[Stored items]
^^^^

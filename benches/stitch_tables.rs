use criterion::{black_box, criterion_group, criterion_main, BenchmarkId, Criterion};
use loom_stitch_rs::stitching::{
    CameraContributionMap,
    CameraSourceMap,
    KernelSynthesizer,
    MergeKernelConfig,
    MergeKernelSynthesizer,
    PixelFormat,
    StitchPlanner,
    SyntheticRig,
    WarpKernelConfig,
    WarpKernelSynthesizer,
    generate_merge_tables,
    generate_warp_tables,
    largest_warp_table_size,
    smallest_warp_table_size,
};
use loom_stitch_rs::stitching::tables::CameraAtlas;

fn rig(label: &str) -> SyntheticRig {
    let (cameras, width, height) = match label {
        "4x1024x512" => (4, 1024, 512),
        "6x1536x768" => (6, 1536, 768),
        _ => (8, 2048, 1024),
    };
    SyntheticRig::new(cameras, width, height, 64).unwrap()
}

const RIGS: [&str; 3] = ["4x1024x512", "6x1536x768", "8x2048x1024"];

fn benchmark_table_sizing(c: &mut Criterion) {
    let mut group = c.benchmark_group("table_sizing");

    for label in RIGS {
        let rig = rig(label);
        let map = CameraContributionMap::new(rig.width as usize, rig.height as usize, &rig.valid).unwrap();

        group.bench_with_input(BenchmarkId::new("smallest", label), &map, |b, map| {
            b.iter(|| smallest_warp_table_size(black_box(rig.num_cameras), map).unwrap());
        });
        group.bench_function(BenchmarkId::new("largest", label), |b| {
            b.iter(|| largest_warp_table_size(black_box(rig.num_cameras), rig.width as usize, rig.height as usize));
        });
    }

    group.finish();
}

fn benchmark_table_generation(c: &mut Criterion) {
    let mut group = c.benchmark_group("table_generation");
    group.sample_size(20);

    for label in RIGS {
        let rig = rig(label);
        let (w, h) = (rig.width as usize, rig.height as usize);
        let map = CameraContributionMap::new(w, h, &rig.valid).unwrap();
        let sources = CameraSourceMap::new(w, h, rig.num_cameras, &rig.sources).unwrap();
        let capacity = smallest_warp_table_size(rig.num_cameras, &map).unwrap();

        group.bench_function(BenchmarkId::new("warp", label), |b| {
            b.iter(|| {
                generate_warp_tables(rig.num_cameras, &map, &sources, CameraAtlas::default(), black_box(capacity)).unwrap()
            });
        });
        group.bench_function(BenchmarkId::new("merge", label), |b| {
            b.iter(|| generate_merge_tables(black_box(rig.num_cameras), &map).unwrap());
        });
    }

    group.finish();
}

fn benchmark_kernel_synthesis(c: &mut Criterion) {
    let mut group = c.benchmark_group("kernel_synthesis");

    let formats = [
        (PixelFormat::Rgbx, PixelFormat::Rgb, "8bit"),
        (PixelFormat::Rgb6, PixelFormat::Rgb4, "15bit"),
    ];
    for (input, output, label) in formats {
        let warp = WarpKernelConfig::builder()
            .input_format(input)
            .with_luma()
            .num_cameras(6)
            .table_capacity(1 << 20)
            .input_height(2160)
            .output_height(6 * 1024)
            .build();
        let merge = MergeKernelConfig::builder()
            .input_format(warp.output_format)
            .output_format(output)
            .dimensions(2048, 1024)
            .build();

        group.bench_with_input(BenchmarkId::new("warp", label), &warp, |b, config| {
            b.iter(|| WarpKernelSynthesizer::new().synthesize(black_box(config)).unwrap());
        });
        group.bench_with_input(BenchmarkId::new("merge", label), &merge, |b, config| {
            b.iter(|| MergeKernelSynthesizer::new().synthesize(black_box(config)).unwrap());
        });
    }

    group.finish();
}

fn benchmark_full_plan(c: &mut Criterion) {
    let mut group = c.benchmark_group("full_plan");
    group.sample_size(10);

    let rig = rig("6x1536x768");
    let planner = StitchPlanner::new(rig.config_builder().build());
    group.bench_function("6x1536x768", |b| {
        b.iter(|| planner.plan(black_box(&rig.maps())).unwrap());
    });

    group.finish();
}

criterion_group!(
    benches,
    benchmark_table_sizing,
    benchmark_table_generation,
    benchmark_kernel_synthesis,
    benchmark_full_plan
);
criterion_main!(benches);
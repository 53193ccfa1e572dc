//! Mask export configuration types

use serde::{Deserialize, Serialize};

use crate::stitching::common::{Result, StitchError};

/// TIFF compression methods for mask images
#[derive(Debug, Clone, Copy, PartialEq, Eq, Default, Serialize, Deserialize)]
#[serde(rename_all = "lowercase")]
pub enum MaskCompression {
    /// No compression (fastest, largest file)
    #[default]
    None,
    /// LZW compression
    Lzw,
    /// Deflate compression - fast level
    DeflateFast,
    /// Deflate compression - balanced
    DeflateBalanced,
    /// Deflate compression - best compression (slower)
    DeflateBest,
}

/// Configuration for mask image export
#[derive(Debug, Clone, PartialEq)]
pub struct MaskExportConfig {
    /// Compression method to use
    pub compression: MaskCompression,
    /// Predictor value for compression (2 for horizontal differencing)
    pub predictor: Option<u16>,
}

impl Default for MaskExportConfig {
    fn default() -> Self {
        Self {
            compression: MaskCompression::Lzw,
            predictor: None,
        }
    }
}

impl MaskExportConfig {
    pub fn builder() -> MaskExportConfigBuilder {
        MaskExportConfigBuilder::default()
    }
}

/// Builder for MaskExportConfig
#[derive(Default)]
pub struct MaskExportConfigBuilder {
    compression: Option<MaskCompression>,
    predictor: Option<Option<u16>>,
}

impl MaskExportConfigBuilder {
    pub fn compression(mut self, compression: MaskCompression) -> Self {
        self.compression = Some(compression);
        self
    }

    pub fn predictor(mut self, predictor: Option<u16>) -> Self {
        self.predictor = Some(predictor);
        self
    }

    pub fn build(self) -> MaskExportConfig {
        let default = MaskExportConfig::default();
        MaskExportConfig {
            compression: self.compression.unwrap_or(default.compression),
            predictor: self.predictor.unwrap_or(default.predictor),
        }
    }
}

/// A stack of per-camera 8-bit mask planes, each `stride * height` bytes.
#[derive(Debug, Clone, Copy)]
pub struct MaskStack<'a> {
    pub width: usize,
    pub height: usize,
    pub stride: usize,
    pub num_cameras: u32,
    pub data: &'a [u8],
}

impl<'a> MaskStack<'a> {
    pub fn new(width: usize, height: usize, num_cameras: u32, data: &'a [u8]) -> Result<Self> {
        Self::with_stride(width, height, width, num_cameras, data)
    }

    pub fn with_stride(width: usize, height: usize, stride: usize, num_cameras: u32, data: &'a [u8]) -> Result<Self> {
        if width == 0 || height == 0 || stride < width {
            return Err(StitchError::InvalidDimensions(width, height));
        }
        let expected = stride * height * num_cameras as usize;
        if data.len() != expected {
            return Err(StitchError::ShapeMismatch {
                what: "mask stack",
                expected,
                actual: data.len(),
            });
        }
        Ok(Self {
            width,
            height,
            stride,
            num_cameras,
            data,
        })
    }

    /// Tightly packed pixels of one camera plane.
    pub fn plane(&self, camera: u32) -> Vec<u8> {
        let plane_len = self.stride * self.height;
        let start = camera as usize * plane_len;
        self.data[start..start + plane_len]
            .chunks_exact(self.stride)
            .flat_map(|row| &row[..self.width])
            .copied()
            .collect()
    }
}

^^^^

## [TASK BRIEF]
For each entry above, write out an exact copy.

## [REPLY]
filename benches/stitch_tables.rs
use criterion::{black_box, criterion_group, criterion_main, BenchmarkId, Criterion};
use loom_stitch_rs::stitching::{
    CameraContributionMap,
    CameraSourceMap,
    KernelSynthesizer,
    MergeKernelConfig,
    MergeKernelSynthesizer,
    PixelFormat,
    StitchPlanner,
    SyntheticRig,
    WarpKernelConfig,
    WarpKernelSynthesizer,
    generate_merge_tables,
    generate_warp_tables,
    largest_warp_table_size,
    smallest_warp_table_size,
};
use loom_stitch_rs::stitching::tables::CameraAtlas;

fn rig(label: &str) -> SyntheticRig {
    let (cameras, width, height) = match label {
        "4x1024x512" => (4, 1024, 512),
        "6x1536x768" => (6, 1536, 768),
        _ => (8, 2048, 1024),
    };
    SyntheticRig::new(cameras, width, height, 64).unwrap()
}

const RIGS: [&str; 3] = ["4x1024x512", "6x1536x768", "8x2048x1024"];

fn benchmark_table_sizing(c: &mut Criterion) {
    let mut group = c.benchmark_group("table_sizing");

    for label in RIGS {
        let rig = rig(label);
        let map = CameraContributionMap::new(rig.width as usize, rig.height as usize, &rig.valid).unwrap();

        group.bench_with_input(BenchmarkId::new("smallest", label), &map, |b, map| {
            b.iter(|| smallest_warp_table_size(black_box(rig.num_cameras), map).unwrap());
        });
        group.bench_function(BenchmarkId::new("largest", label), |b| {
            b.iter(|| largest_warp_table_size(black_box(rig.num_cameras), rig.width as usize, rig.height as usize));
        });
    }

    group.finish();
}

fn benchmark_table_generation(c: &mut Criterion) {
    let mut group = c.benchmark_group("table_generation");
    group.sample_size(20);

    for label in RIGS {
        let rig = rig(label);
        let (w, h) = (rig.width as usize, rig.height as usize);
        let map = CameraContributionMap::new(w, h, &rig.valid).unwrap();
        let sources = CameraSourceMap::new(w, h, rig.num_cameras, &rig.sources).unwrap();
        let capacity = smallest_warp_table_size(rig.num_cameras, &map).unwrap();

        group.bench_function(BenchmarkId::new("warp", label), |b| {
            b.iter(|| {
                generate_warp_tables(rig.num_cameras, &map, &sources, CameraAtlas::default(), black_box(capacity)).unwrap()
            });
        });
        group.bench_function(BenchmarkId::new("merge", label), |b| {
            b.iter(|| generate_merge_tables(black_box(rig.num_cameras), &map).unwrap());
        });
    }

    group.finish();
}

fn benchmark_kernel_synthesis(c: &mut Criterion) {
    let mut group = c.benchmark_group("kernel_synthesis");

    let formats = [
        (PixelFormat::Rgbx, PixelFormat::Rgb, "8bit"),
        (PixelFormat::Rgb6, PixelFormat::Rgb4, "15bit"),
    ];
    for (input, output, label) in formats {
        let warp = WarpKernelConfig::builder()
            .input_format(input)
            .with_luma()
            .num_cameras(6)
            .table_capacity(1 << 20)
            .input_height(2160)
            .output_height(6 * 1024)
            .build();
        let merge = MergeKernelConfig::builder()
            .input_format(warp.output_format)
            .output_format(output)
            .dimensions(2048, 1024)
            .build();

        group.bench_with_input(BenchmarkId::new("warp", label), &warp, |b, config| {
            b.iter(|| WarpKernelSynthesizer::new().synthesize(black_box(config)).unwrap());
        });
        group.bench_with_input(BenchmarkId::new("merge", label), &merge, |b, config| {
            b.iter(|| MergeKernelSynthesizer::new().synthesize(black_box(config)).unwrap());
        });
    }

    group.finish();
}

fn benchmark_full_plan(c: &mut Criterion) {
    let mut group = c.benchmark_group("full_plan");
    group.sample_size(10);

    let rig = rig("6x1536x768");
    let planner = StitchPlanner::new(rig.config_builder().build());
    group.bench_function("6x1536x768", |b| {
        b.iter(|| planner.plan(black_box(&rig.maps())).unwrap());
    });

    group.finish();
}

criterion_group!(
    benches,
    benchmark_table_sizing,
    benchmark_table_generation,
    benchmark_kernel_synthesis,
    benchmark_full_plan
);
criterion_main!(benches);
repository 53193ccfa1e572dc
//! Mask export configuration types

use serde::{Deserialize, Serialize};

use crate::stitching::common::{Result, StitchError};

/// TIFF compression methods for mask images
#[derive(Debug, Clone, Copy, PartialEq, Eq, Default, Serialize, Deserialize)]
#[serde(rename_all = "lowercase")]
pub enum MaskCompression {
    /// No compression (fastest, largest file)
    #[default]
    None,
    /// LZW compression
    Lzw,
    /// Deflate compression - fast level
    DeflateFast,
    /// Deflate compression - balanced
    DeflateBalanced,
    /// Deflate compression - best compression (slower)
    DeflateBest,
}

/// Configuration for mask image export
#[derive(Debug, Clone, PartialEq)]
pub struct MaskExportConfig {
    /// Compression method to use
    pub compression: MaskCompression,
    /// Predictor value for compression (2 for horizontal differencing)
    pub predictor: Option<u16>,
}

impl Default for MaskExportConfig {
    fn default() -> Self {
        Self {
            compression: MaskCompression::Lzw,
            predictor: None,
        }
    }
}

impl MaskExportConfig {
    pub fn builder() -> MaskExportConfigBuilder {
        MaskExportConfigBuilder::default()
    }
}

/// Builder for MaskExportConfig
#[derive(Default)]
pub struct MaskExportConfigBuilder {
    compression: Option<MaskCompression>,
    predictor: Option<Option<u16>>,
}

impl MaskExportConfigBuilder {
    pub fn compression(mut self, compression: MaskCompression) -> Self {
        self.compression = Some(compression);
        self
    }

    pub fn predictor(mut self, predictor: Option<u16>) -> Self {
        self.predictor = Some(predictor);
        self
    }

    pub fn build(self) -> MaskExportConfig {
        let default = MaskExportConfig::default();
        MaskExportConfig {
            compression: self.compression.unwrap_or(default.compression),
            predictor: self.predictor.unwrap_or(default.predictor),
        }
    }
}

/// A stack of per-camera 8-bit mask planes, each `stride * height` bytes.
#[derive(Debug, Clone, Copy)]
pub struct MaskStack<'a> {
    pub width: usize,
    pub height: usize,
    pub stride: usize,
    pub num_cameras: u32,
    pub data: &'a [u8],
}

impl<'a> MaskStack<'a> {
    pub fn new(width: usize, height: usize, num_cameras: u32, data: &'a [u8]) -> Result<Self> {
        Self::with_stride(width, height, width, num_cameras, data)
    }

    pub fn with_stride(width: usize, height: usize, stride: usize, num_cameras: u32, data: &'a [u8]) -> Result<Self> {
        if width == 0 || height == 0 || stride < width {
            return Err(StitchError::InvalidDimensions(width, height));
        }
        let expected = stride * height * num_cameras as usize;
        if data.len() != expected {
            return Err(StitchError::ShapeMismatch {
                what: "mask stack",
                expected,
                actual: data.len(),
            });
        }
        Ok(Self {
            width,
            height,
            stride,
            num_cameras,
            data,
        })
    }

    /// Tightly packed pixels of one camera plane.
    pub fn plane(&self, camera: u32) -> Vec<u8> {
        let plane_len = self.stride * self.height;
        let start = camera as usize * plane_len;
        self.data[start..start + plane_len]
            .chunks_exact(self.stride)
            .flat_map(|row| &row[..self.width])
            .copied()
            .collect()
    }
}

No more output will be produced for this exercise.